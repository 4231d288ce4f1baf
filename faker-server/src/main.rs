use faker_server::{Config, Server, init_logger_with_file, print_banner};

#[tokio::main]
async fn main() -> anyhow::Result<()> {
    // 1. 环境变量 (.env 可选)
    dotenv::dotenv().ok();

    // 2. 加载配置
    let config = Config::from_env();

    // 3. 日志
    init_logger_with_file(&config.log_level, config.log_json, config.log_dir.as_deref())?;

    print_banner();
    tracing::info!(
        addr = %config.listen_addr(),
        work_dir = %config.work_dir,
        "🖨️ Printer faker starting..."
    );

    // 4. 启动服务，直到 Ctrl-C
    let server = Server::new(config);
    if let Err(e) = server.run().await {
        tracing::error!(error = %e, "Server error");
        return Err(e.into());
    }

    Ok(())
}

# Work request
Print every record above exactly as written.

# Task output
repository 4231d288ce4f1baf
filename faker-server/src/main.rs
use faker_server::{Config, Server, init_logger_with_file, print_banner};

#[tokio::main]
async fn main() -> anyhow::Result<()> {
    // 1. 环境变量 (.env 可选)
    dotenv::dotenv().ok();

    // 2. 加载配置
    let config = Config::from_env();

    // 3. 日志
    init_logger_with_file(&config.log_level, config.log_json, config.log_dir.as_deref())?;

    print_banner();
    tracing::info!(
        addr = %config.listen_addr(),
        work_dir = %config.work_dir,
        "🖨️ Printer faker starting..."
    );

    // 4. 启动服务，直到 Ctrl-C
    let server = Server::new(config);
    if let Err(e) = server.run().await {
        tracing::error!(error = %e, "Server error");
        return Err(e.into());
    }

    Ok(())
}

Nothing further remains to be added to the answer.